Julian Fellowes es un maestro a la hora de crear series históricas y darles el toque justo entre lujo, aristocracia, drama, comedia, relaciones de clases sociales, tés, picnics, mansiones, cocinas y mucho acento de clase alta. Ya lo vimos en su aclamada Downton Abbey, que nos transportó a la Inglaterra de la Primera Guerra Mundial de la mano de la augusta familia Crowley, condes de Grantham (recordemos que dentro de poco saldrá una nueva película). Ahora, HBO nos permite volver a disfrutar de su savoir faire con The Gilded Age, una serie que nos propone cruzar el charco y viajar hasta el Nueva York de finales del siglo XIX, esa Nueva York donde las nuevas fortunas millonarias se construían mansiones de poco gusto arquitectónico mientras que en la parte baja de la ciudad, donde antes se concentraban algunas de las familia con mayor pedigrí, se empezaron a acumular centros comerciales. Miles de inmigrantes llegaban a diario. Nuevas fábricas abrían cada semana. Nuevas fortunas nacían y morían en cuestión de horas.
En medio de este torbellino, el viejo Nueva York aristocrático se tiene que adaptar a nuevo Manhattan burgués y emprendedor, y de ahí surge la rivalidad entre dos mujeres que viven a pocos metros de distancia en la misma calle (la Quinta Avenida con la 61), pero que representan mundos aparte. Una es Bertha Russel (Carrie Coon), casada con un industrial multimillonario, una mujer de gran dignidad y compostura, aunque algo trepa y bastante snob, que desciende de granjeros pobres y a la que la sociedad mira por encima del hombro por sus orígenes.

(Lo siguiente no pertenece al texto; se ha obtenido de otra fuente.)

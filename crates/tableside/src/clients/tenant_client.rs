//! # Tenant Client

use crate::clients::recover;
use crate::model::{PlanId, SubscriptionStatus, Tenant, TenantCreate, TenantId, TenantUpdate};
use crate::tenant_actor::TenantError;
use async_trait::async_trait;
use doc_framework::{CollectionClient, DocumentClient, StoreError};
use tracing::{debug, instrument};

#[derive(Clone)]
pub struct TenantClient {
    inner: CollectionClient<Tenant>,
}

impl TenantClient {
    pub fn new(inner: CollectionClient<Tenant>) -> Self {
        Self { inner }
    }

    #[instrument(skip(self))]
    pub async fn create_tenant(&self, params: TenantCreate) -> Result<TenantId, TenantError> {
        debug!("Sending request");
        self.inner.create(params).await.map_err(Self::map_error)
    }

    #[instrument(skip(self))]
    pub async fn update_tenant(&self, id: TenantId, update: TenantUpdate) -> Result<Tenant, TenantError> {
        debug!("Sending request");
        self.inner.update(id, update).await.map_err(Self::map_error)
    }

    pub async fn set_subscription_status(
        &self,
        id: TenantId,
        status: SubscriptionStatus,
    ) -> Result<Tenant, TenantError> {
        self.update_tenant(
            id,
            TenantUpdate {
                subscription_status: Some(status),
                ..Default::default()
            },
        )
        .await
    }

    /// `None` detaches the tenant from its plan.
    pub async fn assign_plan(&self, id: TenantId, plan_id: Option<PlanId>) -> Result<Tenant, TenantError> {
        self.update_tenant(
            id,
            TenantUpdate {
                plan_id: Some(plan_id),
                ..Default::default()
            },
        )
        .await
    }
}

#[async_trait]
impl DocumentClient<Tenant> for TenantClient {
    type Error = TenantError;

    fn inner(&self) -> &CollectionClient<Tenant> {
        &self.inner
    }

    fn map_error(e: StoreError) -> Self::Error {
        recover(e, |e| match e {
            StoreError::NotFound(id) => TenantError::NotFound(id),
            e => TenantError::ActorCommunicationError(e.to_string()),
        })
    }
}
use doc_framework::DocumentClient;
use rust_decimal::Decimal;
use tableside::config::PlatformConfig;
use tableside::entitlements::{Feature, TableQuota};
use tableside::lifecycle::PlatformSystem;
use tableside::model::{
    AuthCredential, PlanCreate, PlanId, ProfileCreate, ProfileUpdate, Role, SubscriptionStatus, TenantCreate,
    TenantId, TenantUpdate, UserId,
};

struct Fixture {
    system: PlatformSystem,
    plan_id: PlanId,
    tenant_id: TenantId,
    uid: UserId,
}

async fn plan(system: &PlatformSystem, name: &str, table_quota: u32, features: &[&str]) -> PlanId {
    system
        .plan_client
        .create_plan(PlanCreate {
            name: name.into(),
            monthly_price: Decimal::new(4900, 2),
            table_quota,
            features: features.iter().map(|f| f.to_string()).collect(),
        })
        .await
        .expect("Failed to create plan")
}

/// A barista at a tenant on the "Pro" plan.
async fn fixture(status: SubscriptionStatus) -> Fixture {
    let system = PlatformSystem::new(PlatformConfig::default());
    let plan_id = plan(&system, "Pro", 10, &["Analytics", "Kitchen Display", "Loyalty Points"]).await;
    let tenant_id = system
        .tenant_client
        .create_tenant(TenantCreate {
            business_name: "Corner Bistro".into(),
            plan_id: Some(plan_id),
            subscription_status: status,
            billing_date: None,
        })
        .await
        .expect("Failed to create tenant");
    let uid = UserId::from("barista-1");
    system
        .profile_client
        .create_profile(
            uid.clone(),
            ProfileCreate {
                display_name: "Robin".into(),
                role: Role::Barista,
                tenant_id: Some(tenant_id),
            },
        )
        .await
        .expect("Failed to create profile");
    Fixture {
        system,
        plan_id,
        tenant_id,
        uid,
    }
}

async fn listener_counts(system: &PlatformSystem) -> (usize, usize, usize) {
    (
        system.profile_client.inner().watcher_count().await.unwrap(),
        system.tenant_client.inner().watcher_count().await.unwrap(),
        system.plan_client.inner().watcher_count().await.unwrap(),
    )
}

#[tokio::test]
async fn test_active_tenant_resolves_plan_features() {
    let f = fixture(SubscriptionStatus::Active).await;
    let session = f.system.entitlements().start(AuthCredential::user(f.uid.clone())).await;

    let value = session.current();
    assert_eq!(value.role, Role::Barista);
    assert!(value.profile_found);
    assert_eq!(value.tenant_id(), Some(f.tenant_id));
    assert_eq!(value.plan.as_ref().map(|p| p.id), Some(f.plan_id));
    assert!(value.has_analytics());
    assert!(value.has_kitchen_display());
    assert!(!value.has_ai_menu_suggestions());
    assert_eq!(value.capabilities.len(), 2);
    assert_eq!(value.table_quota, TableQuota::Limited(10));
    assert!(value.allows_tables(10));
    assert!(!value.allows_tables(11));
    assert_eq!(listener_counts(&f.system).await, (1, 1, 1));

    session.shutdown().await;
    f.system.shutdown().await.unwrap();
}

#[tokio::test]
async fn test_overdue_tenant_gets_no_features() {
    let f = fixture(SubscriptionStatus::Overdue).await;
    let session = f.system.entitlements().start(AuthCredential::user(f.uid.clone())).await;

    let value = session.current();
    assert!(!value.has_analytics());
    assert!(value.capabilities.is_empty());
    assert_eq!(value.table_quota, TableQuota::Limited(3));
    assert!(value.tenant.is_some());

    session.shutdown().await;
    f.system.shutdown().await.unwrap();
}

#[tokio::test]
async fn test_platform_admin_short_circuits() {
    let f = fixture(SubscriptionStatus::Active).await;
    let credential = AuthCredential {
        tenant_id: Some(f.tenant_id),
        ..AuthCredential::platform_admin("ops-1")
    };
    let session = f.system.entitlements().start(credential).await;

    let value = session.current();
    assert_eq!(value.role, Role::PlatformAdmin);
    assert!(value.is_platform_admin);
    assert!(value.tenant.is_none());
    assert!(value.plan.is_none());
    assert_eq!(listener_counts(&f.system).await, (0, 0, 0));

    session.shutdown().await;
    f.system.shutdown().await.unwrap();
}

#[tokio::test]
async fn test_unknown_user_is_restricted_customer() {
    let f = fixture(SubscriptionStatus::Active).await;
    let session = f.system.entitlements().start(AuthCredential::user("stranger")).await;

    let value = session.current();
    assert_eq!(value.role, Role::Customer);
    assert!(!value.profile_found);
    assert!(value.tenant.is_none());
    assert!(value.capabilities.is_empty());
    // Only the profile listener exists, waiting for the profile to appear.
    assert_eq!(listener_counts(&f.system).await, (1, 0, 0));

    session.shutdown().await;
    f.system.shutdown().await.unwrap();
}

#[tokio::test]
async fn test_tenant_deleted_before_lookup() {
    let f = fixture(SubscriptionStatus::Active).await;
    f.system.tenant_client.delete(f.tenant_id).await.unwrap();

    let session = f.system.entitlements().start(AuthCredential::user(f.uid.clone())).await;
    let value = session.current();
    assert_eq!(value.role, Role::Barista);
    assert!(value.tenant.is_none());
    assert!(value.plan.is_none());
    assert!(value.capabilities.is_empty());
    assert_eq!(value.table_quota, TableQuota::Limited(3));

    session.shutdown().await;
    f.system.shutdown().await.unwrap();
}

#[tokio::test]
async fn test_live_tenant_deletion_drops_plan() {
    let f = fixture(SubscriptionStatus::Active).await;
    let mut session = f.system.entitlements().start(AuthCredential::user(f.uid.clone())).await;
    assert!(session.current().has_analytics());

    f.system.tenant_client.delete(f.tenant_id).await.unwrap();
    let value = session.wait_for(|v| v.tenant.is_none()).await.unwrap();
    assert!(value.plan.is_none());
    assert!(!value.has_analytics());
    assert_eq!(listener_counts(&f.system).await, (1, 1, 0));

    session.shutdown().await;
    f.system.shutdown().await.unwrap();
}

#[tokio::test]
async fn test_subscription_lapse_and_plan_change_propagate() {
    let f = fixture(SubscriptionStatus::Active).await;
    let mut session = f.system.entitlements().start(AuthCredential::user(f.uid.clone())).await;

    f.system
        .tenant_client
        .set_subscription_status(f.tenant_id, SubscriptionStatus::Overdue)
        .await
        .unwrap();
    let value = session.wait_for(|v| !v.has_analytics()).await.unwrap();
    assert_eq!(value.table_quota, TableQuota::Limited(3));

    let enterprise = plan(&f.system, "Enterprise", 0, &["Analytics", "AI Menu Suggestions"]).await;
    f.system
        .tenant_client
        .update_tenant(
            f.tenant_id,
            TenantUpdate {
                plan_id: Some(Some(enterprise)),
                subscription_status: Some(SubscriptionStatus::Trialing),
                ..Default::default()
            },
        )
        .await
        .unwrap();
    let value = session
        .wait_for(|v| v.plan.as_ref().is_some_and(|p| p.id == enterprise))
        .await
        .unwrap();
    assert!(value.has(Feature::AiMenuSuggestions));
    assert!(!value.has_kitchen_display());
    assert_eq!(value.table_quota, TableQuota::Unlimited);

    f.system
        .plan_client
        .update_plan(
            enterprise,
            tableside::model::PlanUpdate {
                features: Some(vec!["Custom Branding".into()]),
                ..Default::default()
            },
        )
        .await
        .unwrap();
    let value = session.wait_for(|v| v.has_custom_branding()).await.unwrap();
    assert!(!value.has_analytics());

    session.shutdown().await;
    f.system.shutdown().await.unwrap();
}

#[tokio::test]
async fn test_repeated_tenant_updates_do_not_leak_listeners() {
    let f = fixture(SubscriptionStatus::Active).await;
    let mut session = f.system.entitlements().start(AuthCredential::user(f.uid.clone())).await;

    for round in 1..=5 {
        f.system
            .tenant_client
            .update_tenant(
                f.tenant_id,
                TenantUpdate {
                    business_name: Some(format!("Corner Bistro {round}")),
                    ..Default::default()
                },
            )
            .await
            .unwrap();
    }
    let value = session
        .wait_for(|v| v.tenant.as_ref().is_some_and(|t| t.business_name == "Corner Bistro 5"))
        .await
        .unwrap();
    assert!(value.has_analytics());
    assert_eq!(listener_counts(&f.system).await, (1, 1, 1));

    session.shutdown().await;
    f.system.shutdown().await.unwrap();
}

#[tokio::test]
async fn test_profile_change_rebuilds_downstream_only() {
    let f = fixture(SubscriptionStatus::Active).await;
    let mut session = f.system.entitlements().start(AuthCredential::user(f.uid.clone())).await;

    f.system
        .profile_client
        .update_profile(
            f.uid.clone(),
            ProfileUpdate {
                role: Some(Role::Manager),
                ..Default::default()
            },
        )
        .await
        .unwrap();
    let value = session.wait_for(|v| v.role == Role::Manager).await.unwrap();
    assert!(value.has_analytics());
    assert_eq!(listener_counts(&f.system).await, (1, 1, 1));

    session.shutdown().await;
    f.system.shutdown().await.unwrap();
}

#[tokio::test]
async fn test_moving_to_another_tenant_follows_its_plan() {
    let f = fixture(SubscriptionStatus::Active).await;
    let mut session = f.system.entitlements().start(AuthCredential::user(f.uid.clone())).await;
    assert!(session.current().has_kitchen_display());

    let enterprise = plan(&f.system, "Enterprise", 0, &["Analytics", "AI Menu Suggestions"]).await;
    let harbor = f
        .system
        .tenant_client
        .create_tenant(TenantCreate {
            business_name: "Harbor Cafe".into(),
            plan_id: Some(enterprise),
            subscription_status: SubscriptionStatus::Active,
            billing_date: None,
        })
        .await
        .expect("Failed to create tenant");

    f.system
        .profile_client
        .update_profile(
            f.uid.clone(),
            ProfileUpdate {
                tenant_id: Some(Some(harbor)),
                ..Default::default()
            },
        )
        .await
        .unwrap();
    let value = session.wait_for(|v| v.tenant_id() == Some(harbor)).await.unwrap();
    assert_eq!(value.plan.as_ref().map(|p| p.id), Some(enterprise));
    assert!(value.has_ai_menu_suggestions());
    assert!(!value.has_kitchen_display());
    assert_eq!(value.table_quota, TableQuota::Unlimited);
    // The old tenant and plan listeners are gone.
    assert_eq!(listener_counts(&f.system).await, (1, 1, 1));

    // Changes to the old tenant and plan no longer reach the session.
    f.system
        .tenant_client
        .set_subscription_status(f.tenant_id, SubscriptionStatus::Canceled)
        .await
        .unwrap();
    f.system
        .plan_client
        .update_plan(
            f.plan_id,
            tableside::model::PlanUpdate {
                features: Some(vec!["Custom Branding".into()]),
                ..Default::default()
            },
        )
        .await
        .unwrap();
    f.system
        .tenant_client
        .update_tenant(
            harbor,
            TenantUpdate {
                business_name: Some("Harbor Cafe & Bar".into()),
                ..Default::default()
            },
        )
        .await
        .unwrap();
    let value = session
        .wait_for(|v| v.tenant.as_ref().is_some_and(|t| t.business_name == "Harbor Cafe & Bar"))
        .await
        .unwrap();
    assert_eq!(value.tenant_id(), Some(harbor));
    assert!(value.has_analytics());
    assert!(!value.has_custom_branding());

    session.shutdown().await;
    f.system.shutdown().await.unwrap();
}

#[tokio::test]
async fn test_shutdown_releases_listeners_and_stops_publishing() {
    let f = fixture(SubscriptionStatus::Active).await;
    let session = f.system.entitlements().start(AuthCredential::user(f.uid.clone())).await;
    let mut receiver = session.subscribe();
    assert_eq!(listener_counts(&f.system).await, (1, 1, 1));

    session.shutdown().await;
    assert_eq!(listener_counts(&f.system).await, (0, 0, 0));

    f.system
        .tenant_client
        .set_subscription_status(f.tenant_id, SubscriptionStatus::Canceled)
        .await
        .unwrap();
    assert!(receiver.changed().await.is_err());
    assert!(receiver.borrow().has_analytics());

    f.system.shutdown().await.unwrap();
}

La otra es la viuda Agnes van Rhijn (Christine Baranski), una respetuosa dama de alta alcurnia, muy consciente de su impecable pedigrí y escandalizada por la emergencia de una nueva clase social que está amenazando a su mundo: los nouveau riche, los nuevos ricos. "Nosotros sólo recibimos a personas de toda la vida, no a los nuevos", le dice al principio de la serie a su sobrina, Marian (Louisa Jacobson), una mujer huérfana de Pennsylvania a la que su padre sólo ha legado treinta dólares y a la que su tía a tenido a bien acoger.
A partir de estas dos mujeres se teje todo un entramado de personajes. Están el mayordomo, Bannister (Simon Jones) y todo el personal de servicio. Está Ada Brook (Cynthia Nixon), la hermana de Agnes, una mujer agradable aunque algo sumisa y no siempre espabilada. Está George (Morgan Spector), le marido de Bertha, un tipo tan rico como sin escrúpulos que no duda en comprar a políticos a su antojo e intentar destrozar a sus rivales. Está Oscar (Blake Ritson), el hijo de Agnes, siempre metiendo carnaza; y Gladys (Taissa Farmiga), la hija de Bertha, a quien su madre está obsesionada con casar con un buen partido que les permita emparentarse con lo más granado de la sociedad.
Y sobre todo está Peggy Scott (Denée Benton), una mujer negra, valiente, decidida y muy inteligente, que conocerá a Marian y, poco después, se convertirá en la secretaria de la señora Van Rhijn. Peggy Scott sueña con convertirse en escritora y luchará para conseguirlo, pero no será fácil: su propio escritor le pide que no desvele que es negra para "no ofender a los lectores".
Lo más fascinante de la serie --aparte, claro está, de los decorados y preciosos trajes-- es que, como ya es habitual en las obras de Julian Fellowes, todos los personajes son más profundos de lo que parecen a simple vista. Agnes puede resultar altiva, soberbia y estrecha de mente, pero también es inteligente, en el fondo es buena persona y tiene ese punto de ironía sutil y divertida que ya vimos en Violet Crawley, condesa viuda de Grantham, interpretada magistralmente por Maggie Smith.
Por su parte, Bertha puede parecer una persona herida, marcada por sus orígenes sociales, pero también es ambiciosa hasta el extremo y no duda en intrigar y manipular para conseguir su gran objetivo: ser aceptada en la alta sociedad como una más, trepar en la escala social a cualquier precio.
La serie también destaca por todas sus subtramas y por la rapidez de la narración y por la ambición casi perfecta del Nueva York del siglo XIX, ese Nueva York que tan bien retrató Edith Wharton en sus novelas (si alguien se queda con ganas de más, que seguro que sí, que lea La edad de la Inocencia o La casa de la alegría).